Spark New Zealand has responded to TeamTalk's unanimous recommendation to shareholders to reject the telco’s offer of 80 cents per share, branding the company’s valuation “absurd”.
Following a string of discussions and deliberations, TeamTalk directors strongly advised shareholders against succumbing to a “hostile takeover bid” from the telco giant, questioning the value of such a move.
Specifically, the publicly-listed telco provider issued a report by independent advisor Grant Samuel, stating that the underlying value of the company's shares is between $1.52 to $2.11 per share, not the 80 cents per share offered by Spark.
“TeamTalk’s Directors did not encourage or solicit Spark’s offer,” TeamTalk Chairman, Roger Sowry, said.
“From the outset, we saw Spark’s offer as a hostile and opportunistic attempt to exploit a low point in TeamTalk’s recent trading history and before TeamTalk’s shareholders benefited from the turnaround strategy underway.
“The Grant Samuel report validates our earlier assessment that Spark’s offer is woefully inadequate.
“The Spark offer fails to reflect the value of TeamTalk’s new strategy, strong leadership and forecast growth as demonstrated in our recent results announcement, nor does it attribute any value to the significant synergies and strategic benefits that Spark would capture in the unlikely event their offer were to succeed.”
In response however, Spark has questioned the reliability of the independent report, claiming that the valuation “lacks real world credibility”.
“The top end of the range represents a premium to the last trading price before the Spark notice of intention of 369 per cent, which is patently absurd,” Spark Chief Financial Officer, David Chalmers, said.
“This report asks shareholders to have enormous faith that the TeamTalk Board, many of whom are the same team which has led TeamTalk into what Grant Samuel refers to as the “ill-fated” acquisition of Farmside, and more recent “disarray”, will deliver the huge improvement relied on in the valuation.”
As reported by Reseller News, Spark first registered its interest in acquiring the struggling company in early February, filing a notice of its intention to make a full takeover offer amounting to $22.7 million.
Since then however, TeamTalk directors have strongly opposed the move, advising investors to not sell shares or enter into a commitment to accept any proposed offer from the telco giant.

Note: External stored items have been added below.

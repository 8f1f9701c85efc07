use crate::errors::ModelError;

/// Trimmed, non-empty text of at most `max` characters.
pub fn required_text(field: &str, value: &str, max: usize) -> Result<String, ModelError> {
    let v = value.trim();
    if v.is_empty() {
        return Err(ModelError::Validation(format!("{field} required")));
    }
    if v.chars().count() > max {
        return Err(ModelError::Validation(format!("{field} too long (<= {max} chars)")));
    }
    Ok(v.to_string())
}

/// Blank input collapses to `None`.
pub fn optional_text(field: &str, value: Option<&str>, max: usize) -> Result<Option<String>, ModelError> {
    match value.map(str::trim) {
        None | Some("") => Ok(None),
        Some(v) => required_text(field, v, max).map(Some),
    }
}

pub fn non_negative(field: &str, value: i64) -> Result<i64, ModelError> {
    if value < 0 {
        return Err(ModelError::Validation(format!("{field} must be >= 0")));
    }
    Ok(value)
}

#[cfg(test)]
mod tests {
    use super::*;

    #[test]
    fn required_text_trims_and_bounds() {
        assert_eq!(required_text("title", "  Tajweed  ", 10).unwrap(), "Tajweed");
        assert!(required_text("title", "   ", 10).is_err());
        assert!(required_text("title", "x".repeat(11).as_str(), 10).is_err());
        // counted in characters, not bytes
        assert!(required_text("title", "قرآن", 4).is_ok());
    }

    #[test]
    fn optional_text_collapses_blank() {
        assert_eq!(optional_text("phone", Some("  "), 5).unwrap(), None);
        assert_eq!(optional_text("phone", None, 5).unwrap(), None);
        assert_eq!(optional_text("phone", Some(" 123 "), 5).unwrap(), Some("123".into()));
    }
}
use axum::extract::State;
use axum::Json;

use service::stats::{self, DashboardStats};

use crate::errors::JsonApiError;
use crate::routes::auth::ServerState;

#[utoipa::path(get, path = "/api/admin/stats", tag = "admin", responses((status = 200, description = "Counts for the admin dashboard"), (status = 401, description = "Unauthorized"), (status = 403, description = "Forbidden")))]
pub async fn stats(State(state): State<ServerState>) -> Result<Json<DashboardStats>, JsonApiError> {
    Ok(Json(stats::dashboard(&state.db).await?))
}
use axum::async_trait;
use axum::extract::rejection::{JsonRejection, PathRejection, QueryRejection};
use axum::extract::{FromRequest, FromRequestParts, Path, Query, Request};
use axum::http::request::Parts;
use axum::http::StatusCode;
use axum::response::{IntoResponse, Response};
use axum::Json;
use serde::de::DeserializeOwned;
use thiserror::Error;
use tracing::error;

use service::auth::errors::AuthError;
use service::errors::ServiceError;

/// JSON error body: `{"error": <short message>, "detail": <optional text>}`.
#[derive(Debug)]
pub struct JsonApiError {
    pub status: StatusCode,
    pub error: String,
    pub detail: Option<String>,
}

impl JsonApiError {
    pub fn new(status: StatusCode, error: impl Into<String>, detail: Option<String>) -> Self {
        Self { status, error: error.into(), detail }
    }

    pub fn bad_request(detail: impl Into<String>) -> Self {
        Self::new(StatusCode::BAD_REQUEST, "Validation Error", Some(detail.into()))
    }

    pub fn unauthorized() -> Self { Self::new(StatusCode::UNAUTHORIZED, "Unauthorized", None) }

    pub fn forbidden(detail: impl Into<String>) -> Self {
        Self::new(StatusCode::FORBIDDEN, "Forbidden", Some(detail.into()))
    }

    pub fn not_found(what: &str) -> Self {
        Self::new(StatusCode::NOT_FOUND, "Not Found", Some(format!("{what} not found")))
    }
}

impl IntoResponse for JsonApiError {
    fn into_response(self) -> Response {
        let body = serde_json::json!({"error": self.error, "detail": self.detail});
        (self.status, Json(body)).into_response()
    }
}

impl From<ServiceError> for JsonApiError {
    fn from(e: ServiceError) -> Self {
        match e {
            ServiceError::Validation(m) => Self::bad_request(m),
            ServiceError::NotFound(m) => Self::new(StatusCode::NOT_FOUND, "Not Found", Some(m)),
            ServiceError::Conflict(m) => Self::new(StatusCode::CONFLICT, "Conflict", Some(m)),
            ServiceError::Forbidden(m) => Self::forbidden(m),
            ServiceError::Db(_) | ServiceError::Internal(_) => {
                error!(err = %e, "request failed");
                Self::new(StatusCode::INTERNAL_SERVER_ERROR, "Internal Error", None)
            }
        }
    }
}

impl From<AuthError> for JsonApiError {
    fn from(e: AuthError) -> Self {
        match e {
            AuthError::Validation(m) => Self::bad_request(m),
            AuthError::Conflict => Self::new(StatusCode::CONFLICT, "Conflict", Some(e.to_string())),
            AuthError::NotFound => Self::not_found("user"),
            AuthError::Unauthorized => Self::new(StatusCode::UNAUTHORIZED, "Unauthorized", Some(e.to_string())),
            AuthError::Disabled => Self::forbidden(e.to_string()),
            AuthError::TokenError(_) => Self::unauthorized(),
            AuthError::HashError(_) | AuthError::Repository(_) => {
                error!(err = %e, code = e.code(), "auth failed");
                Self::new(StatusCode::INTERNAL_SERVER_ERROR, "Internal Error", None)
            }
        }
    }
}

/// `axum::Json` with rejections rendered as [`JsonApiError`].
pub struct ApiJson<T>(pub T);

#[async_trait]
impl<S, T> FromRequest<S> for ApiJson<T>
where
    T: DeserializeOwned,
    S: Send + Sync,
{
    type Rejection = JsonApiError;

    async fn from_request(req: Request, state: &S) -> Result<Self, Self::Rejection> {
        match Json::<T>::from_request(req, state).await {
            Ok(Json(v)) => Ok(ApiJson(v)),
            Err(rej) => Err(rejection(rej)),
        }
    }
}

fn rejection(rej: JsonRejection) -> JsonApiError {
    JsonApiError::new(StatusCode::BAD_REQUEST, "Invalid Body", Some(rej.body_text()))
}

/// `axum::extract::Path` with rejections rendered as [`JsonApiError`].
pub struct ApiPath<T>(pub T);

#[async_trait]
impl<S, T> FromRequestParts<S> for ApiPath<T>
where
    T: DeserializeOwned + Send,
    S: Send + Sync,
{
    type Rejection = JsonApiError;

    async fn from_request_parts(parts: &mut Parts, state: &S) -> Result<Self, Self::Rejection> {
        match Path::<T>::from_request_parts(parts, state).await {
            Ok(Path(v)) => Ok(ApiPath(v)),
            Err(rej) => Err(path_rejection(rej)),
        }
    }
}

fn path_rejection(rej: PathRejection) -> JsonApiError {
    JsonApiError::new(rej.status(), "Invalid Path", Some(rej.body_text()))
}

/// `axum::extract::Query` with rejections rendered as [`JsonApiError`].
pub struct ApiQuery<T>(pub T);

#[async_trait]
impl<S, T> FromRequestParts<S> for ApiQuery<T>
where
    T: DeserializeOwned,
    S: Send + Sync,
{
    type Rejection = JsonApiError;

    async fn from_request_parts(parts: &mut Parts, state: &S) -> Result<Self, Self::Rejection> {
        match Query::<T>::from_request_parts(parts, state).await {
            Ok(Query(v)) => Ok(ApiQuery(v)),
            Err(rej) => Err(query_rejection(rej)),
        }
    }
}

fn query_rejection(rej: QueryRejection) -> JsonApiError {
    JsonApiError::new(StatusCode::BAD_REQUEST, "Invalid Query", Some(rej.body_text()))
}

#[derive(Debug, Error)]
pub enum StartupError {
    #[error("invalid configuration: {0}")]
    InvalidConfig(String),
    #[error("runtime check failed: {0}")]
    Runtime(String),
    #[error(transparent)]
    Any(#[from] anyhow::Error),
}

#[cfg(test)]
mod tests {
    use super::*;

    #[test]
    fn service_errors_map_to_statuses() {
        let cases = [
            (ServiceError::Validation("x".into()), StatusCode::BAD_REQUEST),
            (ServiceError::NotFound("x".into()), StatusCode::NOT_FOUND),
            (ServiceError::Conflict("x".into()), StatusCode::CONFLICT),
            (ServiceError::Forbidden("x".into()), StatusCode::FORBIDDEN),
            (ServiceError::Db("secret sql".into()), StatusCode::INTERNAL_SERVER_ERROR),
        ];
        for (e, status) in cases {
            assert_eq!(JsonApiError::from(e).status, status);
        }
    }

    #[test]
    fn db_details_are_not_returned() {
        let e = JsonApiError::from(ServiceError::Db("relation \"user\" does not exist".into()));
        assert!(e.detail.is_none());
    }

    #[test]
    fn auth_errors_map_to_statuses() {
        assert_eq!(JsonApiError::from(AuthError::Unauthorized).status, StatusCode::UNAUTHORIZED);
        assert_eq!(JsonApiError::from(AuthError::Conflict).status, StatusCode::CONFLICT);
        assert_eq!(JsonApiError::from(AuthError::Disabled).status, StatusCode::FORBIDDEN);
        assert_eq!(JsonApiError::from(AuthError::TokenError("expired".into())).status, StatusCode::UNAUTHORIZED);
    }
}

“Spark’s predatory offer has been tactically made before the company and its shareholders could benefit from the turnaround strategy implemented late last year,” TeamTalk CEO, Andrew Miller, added.
“It is an attempt to exploit the challenges the company faced during 2016. Those challenges have now largely been addressed and TeamTalk is profitable again, as the half-yearly results to 31 December 2016 have demonstrated.
As a small operator in the New Zealand telco market, TeamTalk’s financial performance has declined over the last few years, with a number of profit downgrades, and it faces significant re-investment requirements across its businesses.
“Were Spark to succeed, TeamTalk’s shareholders would be denied the long-term benefits of the investment made in the company’s turnaround,” Miller claimed.
“In return for a possible one-time 80 cents per share, shareholders would forgo any future dividends and hand control to Spark at a huge discount. Spark’s offer is $1.02 below the mid-point range of the Grant Samuel value range.
“Accordingly, we are firmly of the view that shareholders will be much better served by staying the course and benefitting from the uplift in TeamTalk’s performance than selling their shares for 90 per cent to 164 per cent less than the assessed fair value to Spark.”